心電図と不応期について

診断用機器

はじめに

私たちの心臓はすべてが筋肉でできた臓器です。
心臓は左右にある心房や心室がリズミカルに強調しあい、興奮や収縮を繰り返して全身に新鮮な血液がいきわたります。そのために刺激伝導系といわれる仕組みが存在します。
心筋が微妙な電流によって興奮・収縮をする時間がしばらく続いたあとに「不応期」と呼ばれる休息の時間に入ります。
一方心電図は、そんな心臓の状態を電気信号によって把握・記録する装置で、現在の心臓の状態をいち早く知ることができる医療機器です。
そこでこの記事では、心臓の不応期のことや心電図のこと、不整脈についてもふれていきたいと思います。

不応期とは

それではまず、心筋細胞の不応期についてご紹介します。
心臓の動きは、心筋細胞の興奮(活動電位)が、一つの心筋細胞から次の細胞へと次々に伝えられていくことで実現されています。
この心筋細胞における活動電位は、細胞の内側と外側でイオンが行き来することによって起こるのですが、刺激が与えられても、活動電位が起こりにくくなる時期があります。
これを不応期と呼ぶのです。
不応期は、絶対不応期が先にやってきて、その後に相対不応期へと移行していきます。
前者の絶対不応期は、どんなに強い刺激が与えられても活動電位が発生しない時期であり、後者の相対不応期は比較的強めの刺激が与えられた時には活動電位が発生する時期です。
心電図上では、T波と呼ばれる波形の頂上付近が、絶対不応期から相対不応期へ移行する時期にあたります。
このT波の頂上付近で強い刺激が与えられると、過剰な興奮が起こりやすくなり、危険な不整脈となってしまう可能性があります。

不整脈とは?

前項で不応期についてご説明しましたが、それに関連した不整脈についても見ていきたいと思います。
心臓は、拍動といわれるリズミカルな動きによって新鮮な血液を体全体に送り届けます。
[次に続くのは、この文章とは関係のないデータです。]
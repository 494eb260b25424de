//! Configuration module
//!
//! Reads a TOML file (default `~/.config/parkhub/config.toml`, override
//! with `PARKHUB_CONFIG`). Every section has working defaults so the
//! server starts with no file at all.

use std::path::{Path, PathBuf};

use serde::Deserialize;
use thiserror::Error;

#[derive(Debug, Error)]
pub enum ConfigError {
    #[error("failed to read config file: {0}")]
    Io(#[from] std::io::Error),
    #[error("failed to parse config file: {0}")]
    Parse(#[from] toml::de::Error),
}

/// Default path: `<platform config dir>/parkhub/config.toml`
pub fn default_config_path() -> PathBuf {
    dirs_next::config_dir()
        .unwrap_or_else(|| PathBuf::from("."))
        .join("parkhub")
        .join("config.toml")
}

#[derive(Debug, Clone, Deserialize, Default)]
#[serde(default)]
pub struct AppConfig {
    pub server: ServerConfig,
    pub database: DatabaseSection,
    pub security: SecurityConfig,
    pub logging: LoggingConfig,
    pub admin: AdminConfig,
    pub cache: CacheConfig,
    pub jobs: JobsConfig,
}

impl AppConfig {
    pub fn load(path: &Path) -> Result<Self, ConfigError> {
        let raw = std::fs::read_to_string(path)?;
        Ok(toml::from_str(&raw)?)
    }
}

#[derive(Debug, Clone, Deserialize)]
#[serde(default)]
pub struct ServerConfig {
    pub api_host: String,
    pub api_port: u16,
    /// Graceful shutdown timeout in seconds
    pub shutdown_timeout: u64,
}

impl Default for ServerConfig {
    fn default() -> Self {
        Self {
            api_host: "0.0.0.0".to_string(),
            api_port: 8080,
            shutdown_timeout: 30,
        }
    }
}

#[derive(Debug, Clone, Deserialize)]
#[serde(default)]
pub struct DatabaseSection {
    /// Full connection URL; overrides `path` when set
    pub url: Option<String>,
    /// SQLite file path
    pub path: String,
}

impl Default for DatabaseSection {
    fn default() -> Self {
        Self {
            url: None,
            path: "./parkhub.db".to_string(),
        }
    }
}

impl DatabaseSection {
    pub fn connection_url(&self) -> String {
        match &self.url {
            Some(url) => url.clone(),
            None => format!("sqlite://{}?mode=rwc", self.path),
        }
    }
}

#[derive(Debug, Clone, Deserialize)]
#[serde(default)]
pub struct SecurityConfig {
    pub jwt_secret: String,
    pub jwt_expiration_hours: i64,
}

impl Default for SecurityConfig {
    fn default() -> Self {
        Self {
            jwt_secret: "super-secret-key-change-in-production".to_string(),
            jwt_expiration_hours: 24,
        }
    }
}

#[derive(Debug, Clone, Deserialize)]
#[serde(default)]
pub struct LoggingConfig {
    pub level: String,
}

impl Default for LoggingConfig {
    fn default() -> Self {
        Self {
            level: "info".to_string(),
        }
    }
}

/// Bootstrap admin, created when the users table is empty
#[derive(Debug, Clone, Deserialize)]
#[serde(default)]
pub struct AdminConfig {
    pub username: String,
    pub email: String,
    pub password: String,
}

impl Default for AdminConfig {
    fn default() -> Self {
        Self {
            username: "admin".to_string(),
            email: "admin@example.com".to_string(),
            password: "admin123".to_string(),
        }
    }
}

#[derive(Debug, Clone, Deserialize)]
#[serde(default)]
pub struct CacheConfig {
    /// The cache is an accelerator; disabling it changes nothing but
    /// speed
    pub enabled: bool,
}

impl Default for CacheConfig {
    fn default() -> Self {
        Self { enabled: true }
    }
}

#[derive(Debug, Clone, Deserialize)]
#[serde(default)]
pub struct JobsConfig {
    /// Daily reminder time of day, UTC
    pub reminder_hour: u32,
    pub reminder_minute: u32,
    /// How often the reminder scheduler checks, in seconds
    pub reminder_check_interval: u64,
    /// How often the export worker polls for pending tasks, in seconds
    pub report_poll_interval: u64,
    /// Directory where generated reports are written
    pub exports_dir: String,
}

impl Default for JobsConfig {
    fn default() -> Self {
        Self {
            reminder_hour: 22,
            reminder_minute: 10,
            reminder_check_interval: 60,
            report_poll_interval: 10,
            exports_dir: "./exports".to_string(),
        }
    }
}

// ── Tests ──────────────────────────────────────────────────────

#[cfg(test)]
mod tests {
    use super::*;

    #[test]
    fn defaults_are_sane() {
        let cfg = AppConfig::default();
        assert_eq!(cfg.server.api_port, 8080);
        assert_eq!(cfg.jobs.reminder_hour, 22);
        assert_eq!(cfg.jobs.reminder_minute, 10);
        assert!(cfg.cache.enabled);
        assert_eq!(
            cfg.database.connection_url(),
            "sqlite://./parkhub.db?mode=rwc"
        );
    }

    #[test]
    fn partial_toml_keeps_defaults_elsewhere() {
        let cfg: AppConfig = toml::from_str(
            r#"
            [server]
            api_port = 9090

            [database]
            url = "sqlite::memory:"

            [jobs]
            reminder_hour = 8
            "#,
        )
        .unwrap();

        assert_eq!(cfg.server.api_port, 9090);
        assert_eq!(cfg.server.api_host, "0.0.0.0");
        assert_eq!(cfg.database.connection_url(), "sqlite::memory:");
        assert_eq!(cfg.jobs.reminder_hour, 8);
        assert_eq!(cfg.jobs.reminder_minute, 10);
    }
}
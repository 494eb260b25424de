//! Common API types: the response envelope and the validating JSON
//! extractor.

pub mod validated_json;

pub use validated_json::ValidatedJson;

use axum::http::StatusCode;
use axum::Json;
use serde::{Deserialize, Serialize};
use utoipa::ToSchema;

use crate::domain::DomainError;

/// Standard response wrapper.
///
/// Every REST endpoint returns its data in this envelope.
/// On success: `{"success": true, "data": {...}}`,
/// on failure: `{"success": false, "error": "description"}`.
#[derive(Debug, Serialize, Deserialize, ToSchema)]
pub struct ApiResponse<T> {
    /// `true` when the request succeeded
    pub success: bool,
    /// Payload, `null` on error
    pub data: Option<T>,
    /// Error description, `null` on success
    #[serde(skip_serializing_if = "Option::is_none")]
    pub error: Option<String>,
}

impl<T> ApiResponse<T> {
    pub fn success(data: T) -> Self {
        Self {
            success: true,
            data: Some(data),
            error: None,
        }
    }

    pub fn error(message: impl Into<String>) -> Self {
        Self {
            success: false,
            data: None,
            error: Some(message.into()),
        }
    }
}

/// Empty response for operations without return data
#[derive(Debug, Serialize, Deserialize, ToSchema)]
pub struct EmptyData {}

/// Map a domain error onto its HTTP status and envelope.
///
/// Storage errors deliberately surface as an opaque 500; everything else
/// is caller-recoverable and keeps its message.
pub fn error_response(e: DomainError) -> (StatusCode, Json<ApiResponse<()>>) {
    let status = match &e {
        DomainError::Validation(_) => StatusCode::BAD_REQUEST,
        DomainError::Unauthorized(_) => StatusCode::UNAUTHORIZED,
        DomainError::Forbidden(_) => StatusCode::FORBIDDEN,
        DomainError::NotFound { .. } => StatusCode::NOT_FOUND,
        DomainError::Conflict(_) => StatusCode::CONFLICT,
        DomainError::Storage(_) => StatusCode::INTERNAL_SERVER_ERROR,
    };
    let message = match e {
        DomainError::Storage(_) => "Internal server error".to_string(),
        other => other.to_string(),
    };
    (status, Json(ApiResponse::error(message)))
}

// ── Tests ──────────────────────────────────────────────────────

#[cfg(test)]
mod tests {
    use super::*;

    #[test]
    fn domain_errors_map_to_expected_statuses() {
        let cases = [
            (
                DomainError::Validation("bad".into()),
                StatusCode::BAD_REQUEST,
            ),
            (
                DomainError::Unauthorized("no".into()),
                StatusCode::UNAUTHORIZED,
            ),
            (DomainError::Forbidden("no".into()), StatusCode::FORBIDDEN),
            (
                DomainError::not_found("Lot", "id", 1),
                StatusCode::NOT_FOUND,
            ),
            (DomainError::Conflict("taken".into()), StatusCode::CONFLICT),
            (
                DomainError::Storage("db down".into()),
                StatusCode::INTERNAL_SERVER_ERROR,
            ),
        ];
        for (error, expected) in cases {
            let (status, _) = error_response(error);
            assert_eq!(status, expected);
        }
    }

    #[test]
    fn storage_errors_hide_details() {
        let (_, body) = error_response(DomainError::Storage("password in dsn".into()));
        assert_eq!(body.error.as_deref(), Some("Internal server error"));
    }
}
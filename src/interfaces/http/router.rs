//! API Router with Swagger UI

use std::sync::Arc;

use axum::{
    middleware,
    routing::{delete, get, post},
    Router,
};
use tower_http::cors::{Any, CorsLayer};
use tower_http::trace::TraceLayer;
use utoipa::openapi::security::{HttpAuthScheme, HttpBuilder, SecurityScheme};
use utoipa::{Modify, OpenApi};
use utoipa_swagger_ui::SwaggerUi;

use crate::application::{
    HistoryService, LotService, OccupancyService, ReportService, UserService,
};
use crate::domain::Storage;
use crate::infrastructure::crypto::jwt::JwtConfig;
use crate::interfaces::http::common::ApiResponse;
use crate::interfaces::http::middleware::{auth_middleware, AuthState};
use crate::interfaces::http::modules::health::HealthState;
use crate::interfaces::http::modules::{
    analytics, auth, health, history, lots, parking, reports, users,
};

/// Shared state for all API handlers.
#[derive(Clone)]
pub struct ApiState {
    pub storage: Arc<dyn Storage>,
    pub jwt_config: JwtConfig,
    pub lots: Arc<LotService>,
    pub occupancy: Arc<OccupancyService>,
    pub history: Arc<HistoryService>,
    pub users: Arc<UserService>,
    pub reports: Arc<ReportService>,
}

/// Security scheme modifier for OpenAPI
struct SecurityAddon;

impl Modify for SecurityAddon {
    fn modify(&self, openapi: &mut utoipa::openapi::OpenApi) {
        if let Some(components) = openapi.components.as_mut() {
            components.add_security_scheme(
                "bearer_auth",
                SecurityScheme::Http(
                    HttpBuilder::new()
                        .scheme(HttpAuthScheme::Bearer)
                        .bearer_format("JWT")
                        .description(Some("JWT Bearer token"))
                        .build(),
                ),
            );
        }
    }
}

/// OpenAPI documentation
#[derive(OpenApi)]
#[openapi(
    paths(
        // Health
        health::handlers::health_check,
        // Auth
        auth::handlers::register,
        auth::handlers::login,
        auth::handlers::get_current_user,
        // Lots
        lots::handlers::list_lots,
        lots::handlers::search_lots,
        lots::handlers::get_lot,
        lots::handlers::create_lot,
        lots::handlers::update_lot,
        lots::handlers::delete_lot,
        lots::handlers::add_slot,
        lots::handlers::delete_slot,
        // Parking
        parking::handlers::occupy_slot,
        parking::handlers::release_slot,
        // History
        history::handlers::get_history,
        history::handlers::get_summary,
        // Analytics
        analytics::handlers::admin_summary,
        // Users
        users::handlers::list_users,
        users::handlers::ban_user,
        users::handlers::unban_user,
        users::handlers::get_profile,
        users::handlers::update_profile,
        // Reports
        reports::handlers::request_export,
        reports::handlers::export_status,
    ),
    components(
        schemas(
            // Common
            ApiResponse<String>,
            // Auth
            auth::dto::RegisterRequest,
            auth::dto::LoginRequest,
            auth::dto::LoginResponse,
            auth::dto::UserInfo,
            // Lots
            lots::dto::CreateLotRequest,
            lots::dto::UpdateLotRequest,
            lots::dto::LotResponse,
            lots::dto::LotDetailResponse,
            lots::dto::SlotResponse,
            lots::dto::SlotCreatedResponse,
            // Parking
            parking::dto::OccupyRequest,
            parking::dto::OccupyResponse,
            parking::dto::ReleaseResponse,
            // History
            history::dto::HistoryEntryResponse,
            history::dto::SummaryResponse,
            // Analytics
            analytics::dto::LotOccupancyResponse,
            // Users
            users::dto::UserResponse,
            users::dto::UpdateProfileRequest,
            // Reports
            reports::dto::ExportRequest,
            reports::dto::ExportTaskResponse,
        )
    ),
    modifiers(&SecurityAddon),
    tags(
        (name = "Health", description = "Server health check endpoints"),
        (name = "Authentication", description = "User registration and JWT sign-in"),
        (name = "Lots", description = "Parking lot and slot administration"),
        (name = "Parking", description = "Slot occupancy: occupy and release"),
        (name = "History", description = "Per-user parking history and summary"),
        (name = "Analytics", description = "Admin occupancy dashboard"),
        (name = "Users", description = "Profiles and account administration"),
        (name = "Reports", description = "Asynchronous usage-report exports"),
    ),
    info(
        title = "ParkHub API",
        version = "1.0.0",
        description = "REST API for the ParkHub parking reservation backend",
        license(name = "MIT")
    )
)]
pub struct ApiDoc;

/// Create the API router with all routes
pub fn create_api_router(state: ApiState, health_state: HealthState) -> Router {
    let auth_state = AuthState {
        jwt_config: state.jwt_config.clone(),
        storage: state.storage.clone(),
    };

    // CORS configuration
    let cors = CorsLayer::new()
        .allow_origin(Any)
        .allow_methods(Any)
        .allow_headers(Any);

    // Auth routes (public)
    let public_routes = Router::new()
        .route("/api/v1/auth/register", post(auth::handlers::register))
        .route("/api/v1/auth/login", post(auth::handlers::login))
        .with_state(state.clone());

    // Everything else requires a signed-in caller; role checks live in
    // the services, keyed by the explicit Caller value.
    let protected_routes = Router::new()
        .route("/api/v1/auth/me", get(auth::handlers::get_current_user))
        // Lots
        .route(
            "/api/v1/lots",
            get(lots::handlers::list_lots).post(lots::handlers::create_lot),
        )
        .route("/api/v1/lots/search", get(lots::handlers::search_lots))
        .route(
            "/api/v1/lots/{id}",
            get(lots::handlers::get_lot)
                .put(lots::handlers::update_lot)
                .delete(lots::handlers::delete_lot),
        )
        .route("/api/v1/lots/{id}/slots", post(lots::handlers::add_slot))
        .route(
            "/api/v1/lots/{id}/slots/{number}",
            delete(lots::handlers::delete_slot),
        )
        // Parking
        .route(
            "/api/v1/lots/{id}/slots/{number}/occupy",
            post(parking::handlers::occupy_slot),
        )
        .route(
            "/api/v1/lots/{id}/slots/{number}/release",
            post(parking::handlers::release_slot),
        )
        // History
        .route("/api/v1/history", get(history::handlers::get_history))
        .route("/api/v1/summary", get(history::handlers::get_summary))
        // Analytics
        .route(
            "/api/v1/analytics/summary",
            get(analytics::handlers::admin_summary),
        )
        // Users
        .route("/api/v1/users", get(users::handlers::list_users))
        .route("/api/v1/users/{id}/ban", post(users::handlers::ban_user))
        .route(
            "/api/v1/users/{id}/unban",
            post(users::handlers::unban_user),
        )
        .route(
            "/api/v1/profile",
            get(users::handlers::get_profile).put(users::handlers::update_profile),
        )
        // Reports
        .route(
            "/api/v1/reports/export",
            post(reports::handlers::request_export),
        )
        .route(
            "/api/v1/reports/export/{id}",
            get(reports::handlers::export_status),
        )
        .layer(middleware::from_fn_with_state(auth_state, auth_middleware))
        .with_state(state);

    let health_routes = Router::new()
        .route("/health", get(health::handlers::health_check))
        .with_state(health_state);

    let swagger_routes = SwaggerUi::new("/docs").url("/api-doc/openapi.json", ApiDoc::openapi());

    Router::new()
        .merge(swagger_routes)
        .merge(health_routes)
        .merge(public_routes)
        .merge(protected_routes)
        .layer(cors)
        .layer(TraceLayer::new_for_http())
}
成人した人の1分間の拍動数はおよそ70回となり、そのときに心臓から送り出される血液は、およそ5リットルといわれています。心臓が規則正しく拍動することで、これだけたくさんの血液が送り出されるわけですね。
しかしこの拍動に乱れが生じることで不整脈が生じることになります。

心電図による検査について

では続いて、心臓の現在の状態を知るための、基本的な医療機器「心電図」について、さらに見ていきたいと思います。
全体が筋肉でできた心臓にごく微量な電気が流れ、それによって興奮し拍動が起こります。こうした電気的な活動状態を測定し記録するのが心電図です。
その測定方法は、胸部と両手首両足首に複数の電極を装着し行われます。特に痛みや違和感はなく、短時間で測定・記録ができます。

心電図検査で何がわかるか?

心電図では、まず心臓の拍動がどのような状況であるかを見るため、拍動が乱れてしまう不整脈の検査に最適です。また狭心症や心筋梗塞の場合にも心筋の電気的な異常が出ますので、心電図でも確認することが可能です。さらに心臓になんらかの障害がある場合も、やはり心電図で確認することができます。